Namun sebagian lainnya berpendapat bahwa masing-masing dari ketiga kalimat itu, tertuju pada satu hakikat yang akan kita singgung pada kesempatan ini sebagaimana berikut ini.
1. Maksud dari takwa yang disebutkan lebih awal, adalah rasa tanggungjawab yang sifatnya internal yang akan mengantarkan manusia untuk mengkaji, menelaah tentang agama dan mencoba menganalisa persoalan mukjizat Nabi saw serta mengajaknya untuk mencari kebenaran dan hasilnya adalah berupa keimanan dan amal saleh. Dengan kata lain, selama suatu tahapan takwa tidak dijumpai dalam diri manusia maka ia tidak akan pernah berpikir untuk mencari dan meneliti kebenaran. Oleh karena itu, hal yang paling awal muncul serta disebutkan mengenai takwa pada ayat yang dimaksud adalah tahapan takwa semacam ini, dan hal ini tidak bertentangan dengan permulaan ayat yang mengatakan:”laisalladzina âmanû wa ‘amilushshâlihât…”, (Tidak ada dosa bagi orang-orang yang beriman dan mengerjakan amal saleh) karena iman pada awal ayat itu mungkin saja mengandung pengertian penyerahan secara lahiriah, namun iman yang disebutkan setelah takwa adalah iman yang hakiki.
Kata takwa yang kedua adalah terkait dengan bentuk takwa yang sifatnya merasuk di dalam diri dan ruh manusia dan pengaruhnya itu lebih dalam dan hasil dari hal itu adalah keimanan yang bersifat konsisten dan langgeng yang kemudian amal saleh menjadi bagian darinya.
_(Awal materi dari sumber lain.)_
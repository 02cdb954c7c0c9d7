//! Pizzeria manager facade
//!
//! [`PizzeriaManager`] owns the [`ConfigStore`] and exposes the create,
//! update and reporting operations over it. Each operation validates,
//! consults or mutates the store, and reports its outcome as status text:
//! `Ok` carries the success message (or rendered report), `Err` carries the
//! typed failure. A failed operation never mutates state.

use crate::config::PizzaConfig;
use crate::error::{Error, Result};
use crate::events::{ChangeEvent, EventManager};
use crate::source::ConfigSource;
use crate::store::ConfigStore;

use log::{debug, info};
use std::fmt::Write;

/// Manager for named pizzeria configurations.
///
/// # Example
///
/// ```
/// use pizman::{OptionSet, PizzaConfig, PizzeriaManager};
///
/// let mut manager = PizzeriaManager::new();
///
/// let config = PizzaConfig::new(9.99)
///     .with_option_set(OptionSet::new("Toppings").with_option("Cheese", 1.50));
///
/// manager.create_pizzeria("Mario's", vec![config])?;
/// manager.update_option_price("Mario's", "Toppings", "Cheese", 2.00)?;
///
/// println!("{}", manager.print_pizzeria("Mario's")?);
/// # Ok::<(), pizman::Error>(())
/// ```
#[derive(Default)]
pub struct PizzeriaManager {
    /// Configuration directory, owned exclusively
    store: ConfigStore,

    /// Event manager for change callbacks
    events: EventManager,
}

impl PizzeriaManager {
    /// Create a manager with an empty directory.
    #[must_use]
    pub fn new() -> Self {
        info!("Initialized pizman PizzeriaManager");
        Self {
            store: ConfigStore::new(),
            events: EventManager::new(),
        }
    }

    /// Create a manager over an existing store.
    #[must_use]
    pub fn with_store(store: ConfigStore) -> Self {
        info!(
            "Initialized pizman PizzeriaManager over {} existing pizzeria(s)",
            store.len()
        );
        Self {
            store,
            events: EventManager::new(),
        }
    }

    /// Read access to the underlying store.
    pub fn store(&self) -> &ConfigStore {
        &self.store
    }

    /// The event manager, for registering change listeners.
    ///
    /// # Example
    ///
    /// ```
    /// # use pizman::PizzeriaManager;
    /// # let mut manager = PizzeriaManager::new();
    /// manager.events_mut().on_change(|event| {
    ///     println!("changed: {event:?}");
    /// });
    /// ```
    pub fn events_mut(&mut self) -> &mut EventManager {
        &mut self.events
    }

    // =========================================================================
    // Creation
    // =========================================================================

    /// Create a pizzeria from an ordered list of candidate configurations.
    ///
    /// Only the FIRST element of `configs` is stored; the rest are silently
    /// discarded. The one-to-many signature is kept for callers that
    /// assemble candidate lists, but the directory is single-valued per
    /// pizzeria.
    ///
    /// # Errors
    ///
    /// - [`Error::PizzeriaExists`] if `name` is already in the directory
    /// - [`Error::NoConfigs`] if `configs` is empty
    ///
    /// Either way the directory is left unchanged.
    pub fn create_pizzeria(&mut self, name: &str, configs: Vec<PizzaConfig>) -> Result<String> {
        if self.store.exists(name) {
            debug!("Create rejected: pizzeria '{name}' already exists");
            return Err(Error::PizzeriaExists(name.to_string()));
        }

        let mut candidates = configs.into_iter();
        let Some(config) = candidates.next() else {
            debug!("Create rejected: no configurations provided for '{name}'");
            return Err(Error::NoConfigs);
        };
        let discarded = candidates.len();
        if discarded > 0 {
            debug!("Discarding {discarded} extra configuration(s) for '{name}'");
        }

        self.store.put(name, config);
        self.events.notify(&ChangeEvent::PizzeriaCreated {
            pizzeria: name.to_string(),
        });
        info!("Created pizzeria '{name}'");
        Ok(format!("Pizzeria '{name}' created successfully."))
    }

    /// Acknowledge a request to configure a pizzeria from an external source.
    ///
    /// Loading is delegated to [`ConfigSource`] collaborators; this entry
    /// point only acknowledges the request and leaves the store untouched.
    /// Use [`configure_pizzeria_from`](Self::configure_pizzeria_from) to
    /// apply a loaded configuration.
    pub fn configure_pizzeria(&mut self, source_identifier: &str) -> Result<String> {
        info!("Configuration requested from source '{source_identifier}'");
        Ok(format!("Configuring pizzeria using file: {source_identifier}"))
    }

    /// Load a configuration through `source` and store it under `name`.
    ///
    /// Absent names are created; existing names are overwritten, since
    /// reloading from a source is an explicit refresh rather than a
    /// duplicate create.
    ///
    /// # Errors
    ///
    /// Propagates the source's load failure unchanged; the directory is not
    /// touched on failure.
    pub fn configure_pizzeria_from<S: ConfigSource>(
        &mut self,
        source: &S,
        name: &str,
        identifier: &str,
    ) -> Result<String> {
        let config = source.load(identifier)?;
        let existed = self.store.exists(name);
        self.store.put(name, config);

        if existed {
            info!("Reloaded pizzeria '{name}' from '{identifier}'");
            Ok(format!("Pizzeria '{name}' updated from '{identifier}'."))
        } else {
            self.events.notify(&ChangeEvent::PizzeriaCreated {
                pizzeria: name.to_string(),
            });
            info!("Created pizzeria '{name}' from '{identifier}'");
            Ok(format!("Pizzeria '{name}' created successfully."))
        }
    }

    // =========================================================================
    // Reporting
    // =========================================================================

    /// Render a human-readable report of one pizzeria's configuration:
    /// base price, then each option set with its options in stored order.
    ///
    /// # Errors
    ///
    /// Returns [`Error::PizzeriaNotFound`] if `name` is unknown.
    pub fn print_pizzeria(&self, name: &str) -> Result<String> {
        let config = self
            .store
            .get(name)
            .ok_or_else(|| Error::PizzeriaNotFound(name.to_string()))?;

        let mut out = String::new();
        writeln!(out, "Pizzeria '{name}'").unwrap();
        write!(out, "{config}").unwrap();
        Ok(out)
    }

    // =========================================================================
    // Updates
    // =========================================================================

    /// Rename an option set within a pizzeria's configuration.
    ///
    /// No check is made that `new_name` collides with a sibling set; after
    /// such a rename, lookups by the shared name resolve to the
    /// earliest-inserted set.
    ///
    /// # Errors
    ///
    /// - [`Error::PizzeriaNotFound`] if `pizzeria` is unknown
    /// - [`Error::OptionSetNotFound`] if no set matches `option_set`
    pub fn update_option_set_name(
        &mut self,
        pizzeria: &str,
        option_set: &str,
        new_name: &str,
    ) -> Result<String> {
        let config = self
            .store
            .get_mut(pizzeria)
            .ok_or_else(|| Error::PizzeriaNotFound(pizzeria.to_string()))?;
        let set = config
            .find_option_set_mut(option_set)
            .ok_or_else(|| Error::OptionSetNotFound(option_set.to_string()))?;
        set.set_name(new_name);

        self.events.notify(&ChangeEvent::OptionSetRenamed {
            pizzeria: pizzeria.to_string(),
            old: option_set.to_string(),
            new: new_name.to_string(),
        });
        debug!("Renamed OptionSet '{option_set}' to '{new_name}' in '{pizzeria}'");
        Ok("OptionSet name updated successfully.".to_string())
    }

    /// Overwrite a pizzeria's base price.
    ///
    /// The new price is stored unconditionally; no sign check is made.
    ///
    /// # Errors
    ///
    /// Returns [`Error::PizzeriaNotFound`] if `pizzeria` is unknown.
    pub fn update_base_price(&mut self, pizzeria: &str, new_price: f64) -> Result<String> {
        let config = self
            .store
            .get_mut(pizzeria)
            .ok_or_else(|| Error::PizzeriaNotFound(pizzeria.to_string()))?;
        let old = config.base_price();
        config.set_base_price(new_price);

        self.events.notify(&ChangeEvent::BasePriceUpdated {
            pizzeria: pizzeria.to_string(),
            old,
            new: new_price,
        });
        debug!("Updated base price of '{pizzeria}' from {old:.2} to {new_price:.2}");
        Ok("Base price updated successfully.".to_string())
    }

    /// Overwrite the price of one option inside one option set.
    ///
    /// Three-level lookup: pizzeria, then option set (first match), then
    /// option. Each level fails with its own error, short-circuiting the
    /// rest.
    ///
    /// # Errors
    ///
    /// - [`Error::PizzeriaNotFound`] if `pizzeria` is unknown
    /// - [`Error::OptionSetNotFound`] if no set matches `option_set`
    /// - [`Error::OptionNotFound`] if the set has no option named `option`
    pub fn update_option_price(
        &mut self,
        pizzeria: &str,
        option_set: &str,
        option: &str,
        new_price: f64,
    ) -> Result<String> {
        let config = self
            .store
            .get_mut(pizzeria)
            .ok_or_else(|| Error::PizzeriaNotFound(pizzeria.to_string()))?;
        let set = config
            .find_option_set_mut(option_set)
            .ok_or_else(|| Error::OptionSetNotFound(option_set.to_string()))?;
        let old = set
            .option(option)
            .map(|item| item.price)
            .ok_or_else(|| Error::OptionNotFound {
                set: option_set.to_string(),
                option: option.to_string(),
            })?;
        set.update_option(option, new_price);

        self.events.notify(&ChangeEvent::OptionPriceUpdated {
            pizzeria: pizzeria.to_string(),
            option_set: option_set.to_string(),
            option: option.to_string(),
            old,
            new: new_price,
        });
        debug!("Updated option '{option}' in '{option_set}' of '{pizzeria}' to {new_price:.2}");
        Ok("Option price updated successfully.".to_string())
    }
}

// =============================================================================
// Tests
// =============================================================================

#[cfg(test)]
mod tests {
    use super::*;
    use crate::config::OptionSet;

    #[test]
    fn test_configure_stub_leaves_store_untouched() {
        let mut manager = PizzeriaManager::new();

        let message = manager.configure_pizzeria("marios.json").unwrap();
        assert_eq!(message, "Configuring pizzeria using file: marios.json");
        assert!(manager.store().is_empty());
    }

    #[test]
    fn test_print_rendering() {
        let mut manager = PizzeriaManager::new();
        let config = PizzaConfig::new(9.99)
            .with_option_set(OptionSet::new("Toppings").with_option("Cheese", 1.50));
        manager.create_pizzeria("Mario's", vec![config]).unwrap();

        let report = manager.print_pizzeria("Mario's").unwrap();
        assert_eq!(
            report,
            "Pizzeria 'Mario's'\nBase price: $9.99\nOptionSet 'Toppings'\n  Cheese: $1.50"
        );
    }

    #[test]
    fn test_with_store_wraps_existing_directory() {
        let mut store = ConfigStore::new();
        store.put("Luigi's", PizzaConfig::new(11.25));

        let manager = PizzeriaManager::with_store(store);
        assert!(manager.store().exists("Luigi's"));
    }
}
//! Configuration data model
//!
//! A [`PizzaConfig`] is one pizzeria's configuration: a base price plus an
//! ordered sequence of [`OptionSet`]s, each holding named, priced options.

use serde::{Deserialize, Serialize};
use std::fmt;

/// A named, priced line item within an [`OptionSet`].
#[derive(Debug, Clone, PartialEq, Serialize, Deserialize)]
pub struct OptionItem {
    /// Option name, unique within its owning set
    pub name: String,
    /// Price for this option
    pub price: f64,
}

/// A named group of priced options (e.g. "Toppings").
///
/// Options are kept in insertion order, and that order is what reporting
/// renders. Option names are unique within a set; set names are unique
/// within a [`PizzaConfig`] by caller discipline only, and [`set_name`]
/// does not check for collisions with sibling sets.
///
/// [`set_name`]: OptionSet::set_name
#[derive(Debug, Clone, PartialEq, Serialize, Deserialize, Default)]
pub struct OptionSet {
    name: String,
    #[serde(default)]
    options: Vec<OptionItem>,
}

impl OptionSet {
    /// Create an empty option set with the given name.
    pub fn new(name: impl Into<String>) -> Self {
        Self {
            name: name.into(),
            options: Vec::new(),
        }
    }

    /// Add an option, builder-style.
    #[must_use]
    pub fn with_option(mut self, name: impl Into<String>, price: f64) -> Self {
        self.add_option(name, price);
        self
    }

    /// The set's current name.
    pub fn name(&self) -> &str {
        &self.name
    }

    /// Rename the set.
    ///
    /// No uniqueness check is made against sibling sets; after a colliding
    /// rename, lookups by the shared name resolve to the earliest-inserted
    /// set.
    pub fn set_name(&mut self, name: impl Into<String>) {
        self.name = name.into();
    }

    /// The options in insertion order.
    pub fn options(&self) -> &[OptionItem] {
        &self.options
    }

    /// Add an option, overwriting the price if the name is already present.
    pub fn add_option(&mut self, name: impl Into<String>, price: f64) {
        let name = name.into();
        match self.options.iter_mut().find(|item| item.name == name) {
            Some(item) => item.price = price,
            None => self.options.push(OptionItem { name, price }),
        }
    }

    /// Look up an option by exact name match.
    pub fn option(&self, name: &str) -> Option<&OptionItem> {
        self.options.iter().find(|item| item.name == name)
    }

    /// Overwrite the price of the named option.
    ///
    /// Returns `true` if a matching option was found and updated.
    pub fn update_option(&mut self, name: &str, price: f64) -> bool {
        match self.options.iter_mut().find(|item| item.name == name) {
            Some(item) => {
                item.price = price;
                true
            }
            None => false,
        }
    }
}

impl fmt::Display for OptionSet {
    fn fmt(&self, f: &mut fmt::Formatter<'_>) -> fmt::Result {
        write!(f, "OptionSet '{}'", self.name)?;
        for item in &self.options {
            write!(f, "\n  {}: ${:.2}", item.name, item.price)?;
        }
        Ok(())
    }
}

/// One pizzeria's configuration: base price plus option sets.
///
/// Option sets keep their insertion order; reporting renders them in that
/// order. Prices are plain `f64` values and are NOT checked for sign; the
/// manager stores whatever the caller supplies.
#[derive(Debug, Clone, PartialEq, Serialize, Deserialize, Default)]
pub struct PizzaConfig {
    base_price: f64,
    #[serde(default)]
    option_sets: Vec<OptionSet>,
}

impl PizzaConfig {
    /// Create a configuration with the given base price and no option sets.
    pub fn new(base_price: f64) -> Self {
        Self {
            base_price,
            option_sets: Vec::new(),
        }
    }

    /// Add an option set, builder-style.
    ///
    /// Set-name uniqueness is the caller's responsibility.
    #[must_use]
    pub fn with_option_set(mut self, set: OptionSet) -> Self {
        self.option_sets.push(set);
        self
    }

    /// The stored base price.
    pub fn base_price(&self) -> f64 {
        self.base_price
    }

    /// Overwrite the base price.
    pub fn set_base_price(&mut self, price: f64) {
        self.base_price = price;
    }

    /// The option sets in stored order.
    pub fn option_sets(&self) -> &[OptionSet] {
        &self.option_sets
    }

    /// Append an option set.
    pub fn add_option_set(&mut self, set: OptionSet) {
        self.option_sets.push(set);
    }

    /// Linear search for the first option set with the given name.
    pub fn find_option_set(&self, name: &str) -> Option<&OptionSet> {
        self.option_sets.iter().find(|set| set.name == name)
    }

    /// Mutable variant of [`find_option_set`](Self::find_option_set).
    pub fn find_option_set_mut(&mut self, name: &str) -> Option<&mut OptionSet> {
        self.option_sets.iter_mut().find(|set| set.name == name)
    }
}

impl fmt::Display for PizzaConfig {
    fn fmt(&self, f: &mut fmt::Formatter<'_>) -> fmt::Result {
        write!(f, "Base price: ${:.2}", self.base_price)?;
        for set in &self.option_sets {
            write!(f, "\n{set}")?;
        }
        Ok(())
    }
}

// =============================================================================
// Tests
// =============================================================================

#[cfg(test)]
mod tests {
    use super::*;

    fn toppings() -> OptionSet {
        OptionSet::new("Toppings")
            .with_option("Cheese", 1.50)
            .with_option("Pepperoni", 2.00)
    }

    #[test]
    fn test_builder_preserves_option_order() {
        let set = toppings();

        let names: Vec<_> = set.options().iter().map(|o| o.name.as_str()).collect();
        assert_eq!(names, vec!["Cheese", "Pepperoni"]);
    }

    #[test]
    fn test_add_option_overwrites_existing_name() {
        let mut set = toppings();
        set.add_option("Cheese", 1.75);

        // Still two options, price overwritten in place
        assert_eq!(set.options().len(), 2);
        assert_eq!(set.option("Cheese").unwrap().price, 1.75);
        assert_eq!(set.options()[0].name, "Cheese");
    }

    #[test]
    fn test_update_option_reports_match() {
        let mut set = toppings();

        assert!(set.update_option("Cheese", 1.95));
        assert_eq!(set.option("Cheese").unwrap().price, 1.95);

        assert!(!set.update_option("Anchovies", 0.75));
        assert!(set.option("Anchovies").is_none());
    }

    #[test]
    fn test_find_option_set_first_match_wins() {
        // Two sets sharing a name, as after an unchecked rename
        let config = PizzaConfig::new(9.99)
            .with_option_set(OptionSet::new("Extras").with_option("Dip", 0.50))
            .with_option_set(OptionSet::new("Extras").with_option("Sauce", 0.75));

        let found = config.find_option_set("Extras").unwrap();
        assert!(found.option("Dip").is_some());
    }

    #[test]
    fn test_display_rendering() {
        let config = PizzaConfig::new(9.99).with_option_set(toppings());

        assert_eq!(
            config.to_string(),
            "Base price: $9.99\nOptionSet 'Toppings'\n  Cheese: $1.50\n  Pepperoni: $2.00"
        );
    }

    #[test]
    fn test_serde_roundtrip() {
        let config = PizzaConfig::new(11.25).with_option_set(toppings());

        let json = serde_json::to_string(&config).unwrap();
        let loaded: PizzaConfig = serde_json::from_str(&json).unwrap();
        assert_eq!(loaded, config);
    }

    #[test]
    fn test_deserialize_without_option_sets() {
        let loaded: PizzaConfig = serde_json::from_str(r#"{"base_price": 7.5}"#).unwrap();
        assert_eq!(loaded.base_price(), 7.5);
        assert!(loaded.option_sets().is_empty());
    }
}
Dengan demikian, pada kalimat kedua setelah penyebutan kata iman, masalah amal saleh tidak lagi disinggung, melainkan hanya mengatakan: ”tsummattaqaw wa âmanû…(kemudian mereka tetap bertakwa dan beriman). Artinya bahwa iman ini sedemikian menghujam dan tertancap sehingga tidak perlu lagi kata amal saleh disebutkan setelahnya. Pada tahapan ketiga yang membincang masalah takwa, yang dimaksudkan takwa di sini adalah tahapan yang sudah mencapai titik kulminasinya, yang selain mengajak kepada melakukan kewajiban yang sifatnya pasti, juga mengajak kepada ihsan (berbuat kebajikan), yaitu amal perbuatan yang baik, kendati bukan bagian dari pekerjaan-pekerjaan yang sifatnya wajib.
Ringkasnya bahwa masing-masing dari ketiga takwa ini, merujuk pada sebuah tahapan dari rasa tanggungjawab dan ketakwaan; tahapan pertama, tahapan menengah dan tahapan puncak, dan masing-masing memiliki indikasi pada ayat itu yang dengannya kita menangkap serta memahami pesan dan maksudnya itu.[1]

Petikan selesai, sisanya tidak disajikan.